Kikuyu Colobus Monkey
Scientific Name: Colobus guereza kikuyuensis
The word “colobus” stems from the Greek word for “docked,” referring to the monkey’s nearly absent thumb. The digit is greatly reduced to a small tubercle and remnant nail.
These Old World primates are Cercopithecids belonging to sub-family Colobinae. The Kikuyu colobus is one of eight subspecies. Their striking black and white coloration and long, luxurious coats make them some of the most beautiful monkeys in Africa.
STATUS: This monkey is at low risk of extinction. Its population is stable, living in limited but largely protected areas, and there are no major threats to its survival. However, this monkey has been hunted for meat and pelts in the past. The L.A. Zoo’s Kikuyu family is part of a Species Survival Plan breeding program.
HABITAT: The Kikuyu colobus is known to live only around the Ngong Escarpment, Mount Kenya, and the Aberdare Mountain Range in Kenya. They range from rainforests to montane and riparian forests of Africa’s wooded grasslands.
DIET: Colobus monkeys are herbivores, eating leaves and plants. As they digest the cellulose found in plant matter, water is released. They consume enough plant matter that they do not have to drink much water.
PHYSICAL CHARACTERISTICS: This monkey has a black body with lengthy white hair trimming the back. The long, white tail ends in a bushy plume. Around the face is more white hair, and the crown of the head is black. Lacking thumbs, the hook-like hands speed semi-brachiation as the monkey swings from one tree to another. Mainly walking quadrupedally along branches, Kikuyus sometimes leap from limb to limb. Hairless, calloused pads on the monkey’s rear allow it to sit in a tree for prolonged periods without losing blood circulation to the legs. Adults weigh up to 32 pounds and females are somewhat smaller than males. This colobus consumes large amounts of plant matter containing hard-to-digest cellulose; however, some special adaptations aid digestion. Large salivary glands produce extra buffer fluid in the stomach, and the enlarged, sacculated stomach is divided into three folded parts, allowing plant material to pass through the digestive system very slowly. This facilitates fermentation by bacteria in the gut, processing cellulose, releasing nutrients, and deactivating toxins.

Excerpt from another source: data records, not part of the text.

use super::Error;

use std::collections::BTreeMap;
use std::fmt;
use std::sync::Arc;

/// A hand-written command body.
///
/// Receives the caller's arguments and returns the argument list that is actually sent to
/// the remote executable, or an error to refuse the call.
pub type NativeFn = Arc<dyn Fn(&[String]) -> Result<Vec<String>, Error> + Send + Sync>;

/// How a whitelisted operation name maps onto a remote executable.
#[derive(Clone)]
pub struct CommandSpec {
    path: String,
    fixed_args: Vec<String>,
    native: Option<NativeFn>,
}

impl CommandSpec {
    /// A command that runs `path`.
    pub fn new(path: impl Into<String>) -> Self {
        Self {
            path: path.into(),
            fixed_args: Vec::new(),
            native: None,
        }
    }

    /// Arguments always passed before the caller's own.
    pub fn fixed_args<I, S>(mut self, args: I) -> Self
    where
        I: IntoIterator<Item = S>,
        S: Into<String>,
    {
        self.fixed_args = args.into_iter().map(Into::into).collect();
        self
    }

    /// Run the caller's arguments through `f` before sending the command.
    pub fn native<F>(mut self, f: F) -> Self
    where
        F: Fn(&[String]) -> Result<Vec<String>, Error> + Send + Sync + 'static,
    {
        self.native = Some(Arc::new(f));
        self
    }

    /// Remote executable path.
    pub fn path(&self) -> &str {
        &self.path
    }

    /// Leading arguments.
    pub fn args(&self) -> &[String] {
        &self.fixed_args
    }

    /// Resolve the full argument list for a call with `args`.
    pub fn resolve_args(&self, args: &[String]) -> Result<Vec<String>, Error> {
        let tail = match self.native {
            Some(ref f) => f(args)?,
            None => args.to_vec(),
        };
        let mut all = self.fixed_args.clone();
        all.extend(tail);
        Ok(all)
    }
}

impl fmt::Debug for CommandSpec {
    fn fmt(&self, f: &mut fmt::Formatter<'_>) -> fmt::Result {
        f.debug_struct("CommandSpec")
            .field("path", &self.path)
            .field("fixed_args", &self.fixed_args)
            .field("native", &self.native.is_some())
            .finish()
    }
}

/// The safe-mode whitelist: every operation name a target may run, and what it runs.
///
/// Names not present here are rejected with [`Error::CommandNotFound`] while safe mode is on.
/// The registry is only ever changed through [`Registry::register`],
/// [`Registry::register_native`] and [`Registry::remove`].
#[derive(Debug, Clone)]
pub struct Registry {
    commands: BTreeMap<String, CommandSpec>,
}

const STOCK: &[&str] = &[
    "wc", "cp", "mv", "ls", "ps", "sh", "df", "du", "su", "ln", "ab", "hg", "xz", "env", "pwd",
    "svn", "cvs", "git", "sed", "awk", "cat", "tar", "rake", "grep", "date", "ruby", "perl",
    "bash", "echo", "test", "mkfs", "gzip", "make", "wget", "curl", "dpkg", "unxz", "mount",
    "sleep", "mkdir", "touch", "uname", "chmod", "chown", "unzip", "bzip2", "which", "siege",
    "umount", "uptime", "python", "gunzip", "useradd", "bunzip2", "getconf", "history",
    "aptitude", "printenv", "hostname", "ldconfig", "id", "whoami", "rm", "rmdir", "find",
    "head", "tail", "stat",
];

impl Default for Registry {
    /// The stock whitelist of common, well-understood utilities.
    fn default() -> Self {
        let mut registry = Self::empty();
        for name in STOCK {
            registry.register(*name, CommandSpec::new(*name));
        }
        registry.register("configure", CommandSpec::new("./configure"));
        registry
    }
}

impl Registry {
    /// A registry that allows nothing.
    pub fn empty() -> Self {
        Self {
            commands: BTreeMap::new(),
        }
    }

    /// Add or replace `name`.
    pub fn register(&mut self, name: impl Into<String>, spec: CommandSpec) -> &mut Self {
        self.commands.insert(name.into(), spec);
        self
    }

    /// Shorthand for registering `name` with a hand-written argument transformer.
    pub fn register_native<F>(
        &mut self,
        name: impl Into<String>,
        path: impl Into<String>,
        f: F,
    ) -> &mut Self
    where
        F: Fn(&[String]) -> Result<Vec<String>, Error> + Send + Sync + 'static,
    {
        self.register(name, CommandSpec::new(path).native(f))
    }

    /// Remove `name`, returning its previous mapping.
    pub fn remove(&mut self, name: &str) -> Option<CommandSpec> {
        self.commands.remove(name)
    }

    /// Look up `name`.
    pub fn get(&self, name: &str) -> Option<&CommandSpec> {
        self.commands.get(name)
    }

    /// `true` if `name` is whitelisted.
    pub fn contains(&self, name: &str) -> bool {
        self.commands.contains_key(name)
    }

    /// Every whitelisted name, sorted.
    pub fn names(&self) -> impl Iterator<Item = &str> {
        self.commands.keys().map(String::as_str)
    }

    /// Look up `name`, failing with [`Error::CommandNotFound`].
    pub(crate) fn require(&self, name: &str) -> Result<&CommandSpec, Error> {
        self.get(name)
            .ok_or_else(|| Error::CommandNotFound(name.to_owned()))
    }
}

#[cfg(test)]
mod tests {
    use super::*;

    #[test]
    fn stock_whitelist() {
        let r = Registry::default();
        assert!(r.contains("uptime"));
        assert!(r.contains("git"));
        assert!(!r.contains("reboot"));
        assert_eq!(r.get("configure").map(CommandSpec::path), Some("./configure"));
        assert!(matches!(r.require("reboot"), Err(Error::CommandNotFound(n)) if n == "reboot"));
    }

    #[test]
    fn register_and_remove() {
        let mut r = Registry::empty();
        assert_eq!(r.names().count(), 0);

        r.register(
            "svc",
            CommandSpec::new("/usr/sbin/service").fixed_args(["--no-pager"]),
        );
        let spec = r.require("svc").unwrap();
        assert_eq!(
            spec.resolve_args(&["nginx".into(), "reload".into()]).unwrap(),
            vec!["--no-pager", "nginx", "reload"]
        );

        assert!(r.remove("svc").is_some());
        assert!(!r.contains("svc"));
        assert!(r.remove("svc").is_none());
    }

    #[test]
    fn native_transformer() {
        let mut r = Registry::empty();
        r.register_native("tailn", "tail", |args| match args {
            [n, file] => Ok(vec!["-n".into(), n.clone(), file.clone()]),
            _ => Err(Error::CommandNotFound("tailn".into())),
        });
        let spec = r.get("tailn").unwrap();
        assert_eq!(
            spec.resolve_args(&["5".into(), "/var/log/syslog".into()]).unwrap(),
            vec!["-n", "5", "/var/log/syslog"]
        );
        assert!(spec.resolve_args(&[]).is_err());
        assert!(format!("{:?}", spec).contains("native: true"));
    }
}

Colobus monkeys live high in the trees, coming to the ground occasionally. Vocal males roar and snort to defend their group’s well-defined territory. Males may live in a family group or as solitary bachelors. Groups of eight members are typical, with one dominant male, three females, and four young. Females become sexually mature at four years old, while males mature by five or six. There is no set breeding season. Gestation lasts about six months. Births are timed for weaning when food is plentiful. Usually, one infant is born, and multiple females care for it. At birth, the clinging infant weighs almost one pound and is all white. It gets its black trim at about three-and-a-half months old and full adult coloration between five and ten months. In captivity, Kikuyu colobuses live from 27 to 30 years.